We saw his shadow later, moving uncertainly across the shades in the upper chamber where Sympathy Gibbs lay with her baby, his hand lifted once with the fingers crooked in mysterious agony. Some one started a hymn in the street below and people took it up, bawling desperately for comfort to their souls. Mate Snow didn't sing. He stood motionless between the box-trees, staring up at the lighted window shades, as if waiting. By-and-by Minister Malden came down the steps, and moving away beside him like a drunken man, went to live in the two rooms over the drugstore. And that was the beginning of it.

Folks said Mate Snow was not the kind to forget an injury, and yet it was Mate who stood behind the minister through those first days of shock and scandal, who out-faced the congregation with his stubborn, tight lips, and who shut off the whisperings of the Dorcas Guild with the sentence which was destined to become a sort of formula on his tongue through the ensuing years:

"You don't know what's wrong, and neither do I; but we can all see the man's a saint, can't we?"

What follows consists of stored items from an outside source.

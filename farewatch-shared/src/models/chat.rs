use chrono::{DateTime, Utc};
use serde::{Deserialize, Serialize};
use uuid::Uuid;

use super::flight::{FlightOffer, PriceStatistics};

#[derive(Debug, Clone, Copy, PartialEq, Eq, Default, Serialize, Deserialize)]
#[serde(rename_all = "lowercase")]
pub enum Role {
    User,
    #[default]
    Assistant,
}

/// One `{role, content}` pair as it travels in a chat request.
#[derive(Debug, Clone, PartialEq, Eq, Serialize, Deserialize)]
pub struct ChatTurn {
    pub role: Role,
    pub content: String,
}

impl ChatTurn {
    pub fn user(content: impl Into<String>) -> Self {
        Self { role: Role::User, content: content.into() }
    }

    pub fn assistant(content: impl Into<String>) -> Self {
        Self { role: Role::Assistant, content: content.into() }
    }
}

/// Body of the chat endpoint's response.
#[derive(Debug, Clone, PartialEq, Serialize, Deserialize)]
#[serde(rename_all = "camelCase")]
pub struct ChatReply {
    #[serde(default)]
    pub role: Role,
    pub content: String,
    #[serde(default, skip_serializing_if = "Option::is_none")]
    pub flight_prices: Option<Vec<FlightOffer>>,
    #[serde(default, skip_serializing_if = "Option::is_none")]
    pub price_data: Option<PriceStatistics>,
}

impl ChatReply {
    pub fn text(content: impl Into<String>) -> Self {
        Self {
            role: Role::Assistant,
            content: content.into(),
            flight_prices: None,
            price_data: None,
        }
    }

    pub fn with_offers(mut self, offers: Vec<FlightOffer>) -> Self {
        self.flight_prices = Some(offers);
        self
    }

    pub fn with_statistics(mut self, stats: PriceStatistics) -> Self {
        self.price_data = Some(stats);
        self
    }
}

/// A message in a conversation log. Never mutated after creation.
#[derive(Debug, Clone, PartialEq, Serialize, Deserialize)]
pub struct ChatMessage {
    pub id: Uuid,
    pub role: Role,
    pub content: String,
    pub created_at: DateTime<Utc>,
    pub flight_prices: Option<Vec<FlightOffer>>,
    pub price_data: Option<PriceStatistics>,
}

impl ChatMessage {
    pub fn new(role: Role, content: impl Into<String>) -> Self {
        Self {
            id: Uuid::new_v4(),
            role,
            content: content.into(),
            created_at: Utc::now(),
            flight_prices: None,
            price_data: None,
        }
    }

    pub fn from_reply(reply: ChatReply) -> Self {
        Self {
            flight_prices: reply.flight_prices,
            price_data: reply.price_data,
            ..Self::new(reply.role, reply.content)
        }
    }

    pub fn turn(&self) -> ChatTurn {
        ChatTurn {
            role: self.role,
            content: self.content.clone(),
        }
    }
}

/// Ordered, append-only message log.
#[derive(Debug, Clone, Default)]
pub struct Conversation {
    messages: Vec<ChatMessage>,
}

impl Conversation {
    pub fn new() -> Self {
        Self::default()
    }

    pub fn push(&mut self, message: ChatMessage) -> &ChatMessage {
        self.messages.push(message);
        &self.messages[self.messages.len() - 1]
    }

    pub fn messages(&self) -> &[ChatMessage] {
        &self.messages
    }

    pub fn turns(&self) -> Vec<ChatTurn> {
        self.messages.iter().map(ChatMessage::turn).collect()
    }

    pub fn len(&self) -> usize {
        self.messages.len()
    }

    pub fn is_empty(&self) -> bool {
        self.messages.is_empty()
    }
}
#[cfg(test)]
mod tests {
    use super::*;
    use async_trait::async_trait;
    use farewatch_catalog::{PricingConfig, PricingEngine};
    use farewatch_core::{CompletionError, CompletionRequest, TextCompletion};
    use farewatch_shared::PriceTrend;
    use rand::rngs::StdRng;
    use rand::SeedableRng;
    use std::sync::{Arc, Mutex};
    use std::time::Duration;

    fn today() -> NaiveDate {
        NaiveDate::from_ymd_opt(2026, 10, 18).unwrap()
    }

    fn local_assistant() -> FlightAssistant {
        FlightAssistant::new(
            FieldExtractor::default(),
            OfferGenerator::new(PricingEngine::new(PricingConfig::default())),
        )
    }

    /// Answers by prompt kind; `None` in a slot means that call fails.
    struct Scripted {
        extraction: Option<&'static str>,
        pricing: Option<&'static str>,
        chat: Option<&'static str>,
        prompts: Mutex<Vec<String>>,
    }

    impl Scripted {
        fn new(extraction: Option<&'static str>, pricing: Option<&'static str>, chat: Option<&'static str>) -> Self {
            Self { extraction, pricing, chat, prompts: Mutex::new(Vec::new()) }
        }
    }

    #[async_trait]
    impl TextCompletion for Scripted {
        fn model(&self) -> &str {
            "scripted"
        }

        async fn complete(&self, request: CompletionRequest) -> Result<String, CompletionError> {
            self.prompts.lock().unwrap().push(request.prompt.clone());
            let slot = if request.prompt.starts_with("Extract flight information") {
                self.extraction
            } else if request.prompt.starts_with("You are a flight price prediction expert") {
                self.pricing
            } else {
                self.chat
            };
            slot.map(str::to_string)
                .ok_or_else(|| CompletionError::Transport("connection refused".to_string()))
        }
    }

    struct Stalled;

    #[async_trait]
    impl TextCompletion for Stalled {
        fn model(&self) -> &str {
            "stalled"
        }

        async fn complete(&self, _request: CompletionRequest) -> Result<String, CompletionError> {
            tokio::time::sleep(Duration::from_secs(30)).await;
            Ok(String::new())
        }
    }

    fn enriched(backend: Arc<dyn TextCompletion>) -> FlightAssistant {
        local_assistant().with_enricher(Enricher::new(backend, Duration::from_secs(5)))
    }

    #[tokio::test]
    async fn test_local_offers_for_known_route() {
        let mut rng = StdRng::seed_from_u64(1);
        let reply = local_assistant()
            .respond(&[ChatTurn::user("Find flights from Dubai to London")], today(), &mut rng)
            .await
            .unwrap();

        let offers = reply.flight_prices.unwrap();
        assert_eq!(offers.len(), 4);
        assert!(offers.iter().all(|o| o.from.starts_with("Dubai (DXB)")));
        assert!(offers.iter().all(|o| o.to.starts_with("London (LHR)")));
        assert!(reply.content.starts_with("I've found some flights from Dubai to London."));
        assert!(reply.price_data.is_none());
    }

    #[tokio::test]
    async fn test_greeting_gets_default_reply() {
        let mut rng = StdRng::seed_from_u64(1);
        let reply = local_assistant().respond(&[ChatTurn::user("hello")], today(), &mut rng).await.unwrap();

        assert_eq!(reply.content, replies::DEFAULT);
        assert!(reply.flight_prices.is_none());
    }

    #[tokio::test]
    async fn test_empty_conversation() {
        let mut rng = StdRng::seed_from_u64(1);
        let reply = local_assistant().respond(&[], today(), &mut rng).await.unwrap();
        assert_eq!(reply.content, replies::UNPROCESSABLE);

        let reply = local_assistant().respond(&[ChatTurn::user("   ")], today(), &mut rng).await.unwrap();
        assert_eq!(reply.content, replies::UNPROCESSABLE);
    }

    #[tokio::test]
    async fn test_incomplete_route_falls_through() {
        let assistant = FlightAssistant::new(
            FieldExtractor::new(farewatch_core::FillPolicy::Clarify),
            OfferGenerator::new(PricingEngine::new(PricingConfig::default())),
        );
        let mut rng = StdRng::seed_from_u64(1);
        let reply = assistant.respond(&[ChatTurn::user("any cheap flight?")], today(), &mut rng).await.unwrap();

        assert_eq!(reply.content, replies::BOOKING_WINDOW);
        assert!(reply.flight_prices.is_none());
    }

    #[tokio::test]
    async fn test_enriched_flow() {
        let backend = Arc::new(Scripted::new(
            Some("```json\n{\"from\": \"Dubai\", \"to\": \"London\", \"date\": \"December\"}\n```"),
            Some(r#"{"averagePrice": 720, "priceRange": "600-850 USD", "bestTimeToBook": "6 weeks ahead",
                    "cheapestMonth": "February", "priceInsight": "Holiday demand peaks.", "priceTrend": "falling"}"#),
            None,
        ));
        let mut rng = StdRng::seed_from_u64(3);
        let reply = enriched(backend)
            .respond(&[ChatTurn::user("flights dubai to london in december")], today(), &mut rng)
            .await
            .unwrap();

        let stats = reply.price_data.unwrap();
        assert_eq!(stats.average_price, 720);
        assert_eq!(stats.price_trend, PriceTrend::Falling);

        let offers = reply.flight_prices.unwrap();
        assert_eq!(offers.len(), 4);
        assert!(offers.iter().all(|o| (600..=850).contains(&o.price) && o.price_change() <= 0));
        assert_eq!(
            reply.content,
            "I've analyzed flights from Dubai to London for December. The average price is around $720, \
             with prices typically ranging from 600-850 USD. Holiday demand peaks. The best time to book is \
             6 weeks ahead, and prices are currently falling."
        );
    }

    #[tokio::test]
    async fn test_malformed_extraction_uses_regex() {
        let backend = Arc::new(Scripted::new(Some("Sorry, I can't do that."), Some("{}"), None));
        let mut rng = StdRng::seed_from_u64(5);
        let reply = enriched(backend)
            .respond(&[ChatTurn::user("Find flights from Paris to Rome")], today(), &mut rng)
            .await
            .unwrap();

        let offers = reply.flight_prices.unwrap();
        assert_eq!(offers.len(), 4);
        assert!(offers[0].from.starts_with("Paris (CDG)"));
        // Empty pricing object: every field comes from the local statistics.
        assert_eq!(reply.price_data.unwrap().best_time_to_book, "1-3 months in advance");
    }

    #[tokio::test]
    async fn test_partial_pricing_is_merged() {
        let backend = Arc::new(Scripted::new(
            Some(r#"{"from": "new york", "to": "london", "date": null}"#),
            Some(r#"{"averagePrice": 640, "priceTrend": "rising"}"#),
            None,
        ));
        let mut rng = StdRng::seed_from_u64(8);
        let reply = enriched(backend)
            .respond(&[ChatTurn::user("flight new york to london")], today(), &mut rng)
            .await
            .unwrap();

        let stats = reply.price_data.unwrap();
        assert_eq!(stats.average_price, 640);
        assert_eq!(stats.price_trend, PriceTrend::Rising);
        assert_eq!(stats.price_range, "$480-$720");
        assert_eq!(stats.best_time_to_book, "1-3 months in advance");
    }

    #[tokio::test]
    async fn test_pricing_failure_keeps_remote_intent() {
        let backend = Arc::new(Scripted::new(
            Some(r#"{"from": "Tokyo", "to": "Sydney", "date": null}"#),
            None,
            None,
        ));
        let mut rng = StdRng::seed_from_u64(13);
        let reply = enriched(backend)
            .respond(&[ChatTurn::user("I want to fly somewhere warm")], today(), &mut rng)
            .await
            .unwrap();

        let offers = reply.flight_prices.unwrap();
        assert!(offers[0].from.starts_with("Tokyo (NRT)"));
        assert!(reply.price_data.is_some());
    }

    #[tokio::test]
    async fn test_extraction_error_takes_local_path() {
        let backend = Arc::new(Scripted::new(None, None, None));
        let mut rng = StdRng::seed_from_u64(2);
        let reply = enriched(backend)
            .respond(&[ChatTurn::user("Find flights from Dubai to London")], today(), &mut rng)
            .await
            .unwrap();

        assert!(reply.content.starts_with("I've found some flights"));
        assert_eq!(reply.flight_prices.unwrap().len(), 4);
        assert!(reply.price_data.is_none());
    }

    #[tokio::test]
    async fn test_timeout_takes_local_path() {
        let assistant = local_assistant().with_enricher(Enricher::new(Arc::new(Stalled), Duration::from_millis(50)));
        let mut rng = StdRng::seed_from_u64(2);
        let reply = assistant
            .respond(&[ChatTurn::user("Find flights from Dubai to London")], today(), &mut rng)
            .await
            .unwrap();

        assert_eq!(reply.flight_prices.unwrap().len(), 4);
    }

    #[tokio::test]
    async fn test_conversational_reply_with_history() {
        let backend = Arc::new(Scripted::new(None, None, Some("Happy to help with your trip!")));
        let assistant = enriched(backend.clone()).with_history_window(2);
        let turns = vec![
            ChatTurn::user("first"),
            ChatTurn::assistant("second"),
            ChatTurn::user("third"),
            ChatTurn::assistant("fourth"),
            ChatTurn::user("hello"),
        ];
        let mut rng = StdRng::seed_from_u64(2);
        let reply = assistant.respond(&turns, today(), &mut rng).await.unwrap();

        assert_eq!(reply.content, "Happy to help with your trip!");
        let prompts = backend.prompts.lock().unwrap();
        assert!(prompts[0].contains("User: third\nAssistant: fourth"));
        assert!(!prompts[0].contains("second"));
    }

    #[tokio::test]
    async fn test_conversational_failure_uses_canned_reply() {
        let backend = Arc::new(Scripted::new(None, None, Some("   ")));
        let mut rng = StdRng::seed_from_u64(2);
        let reply = enriched(backend)
            .respond(&[ChatTurn::user("what about baggage?")], today(), &mut rng)
            .await
            .unwrap();

        assert_eq!(reply.content, replies::BAGGAGE);
    }
}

"But the woman?" some still persisted.

"Sympathy Gibbs? You ought to know Sympathy Gibbs by this time."

And if there was a faint curling at the corners of his lips, they were all too dull to wonder at it. As for me, the boy, I took the changing phenomena of life pretty well for granted, and wasted little of my golden time speculating about such things. But as I look back now on the blunt end of those Urkey days, I seem to see Minister Malden growing smaller as he comes nearer, and Mate Snow growing larger—Mate Snow browbeating the congregation with a more and more menacing righteousness—Minister Malden, in his protecting shadow, leaner, grayer, his eyes burning with an ever fiercer zeal, escaping Center Church and slipping away to redeem the Chinaman.

"There is more joy in heaven over one sinner," was his inspiration, his justification, and, I suspect, his blessed opiate.

But it must have been hard on Yen Sin. I remember him now, a steam-blurred silhouette, earlier than the earliest, later than the latest, swaying over his tubs and sad-irons in the shanty on the stranded scow by Pickett's wharf, dreaming perhaps of the populous rivers of his birth, or of the rats he ate, or of the opium he smoked at dead of night, or of those weird, heathen idols before which he bowed down his shining head—familiar and inscrutable alien.

An evening comes back to me when I sat in Yen Sin's shop and waited for my first "stand up" collar to be ironed, listening with a kind of awe to the tide making up the flats, muffled and unfamiliar, and inhaling the perfume compounded of steam, soap, hot linen, rats, opium, tea, idols and what-not peculiar to Yen Sin's shop and to a thousand lone shops in a thousand lone villages scattered across the mainland. When the precious collar was at last in my hands, still limp and hot from its ordeal, Yen Sin hung over me in the yellow nimbus of the lamp, smiling at my wonder. I stared with a growing distrust at the flock of tiny bird-scratches inked on the band.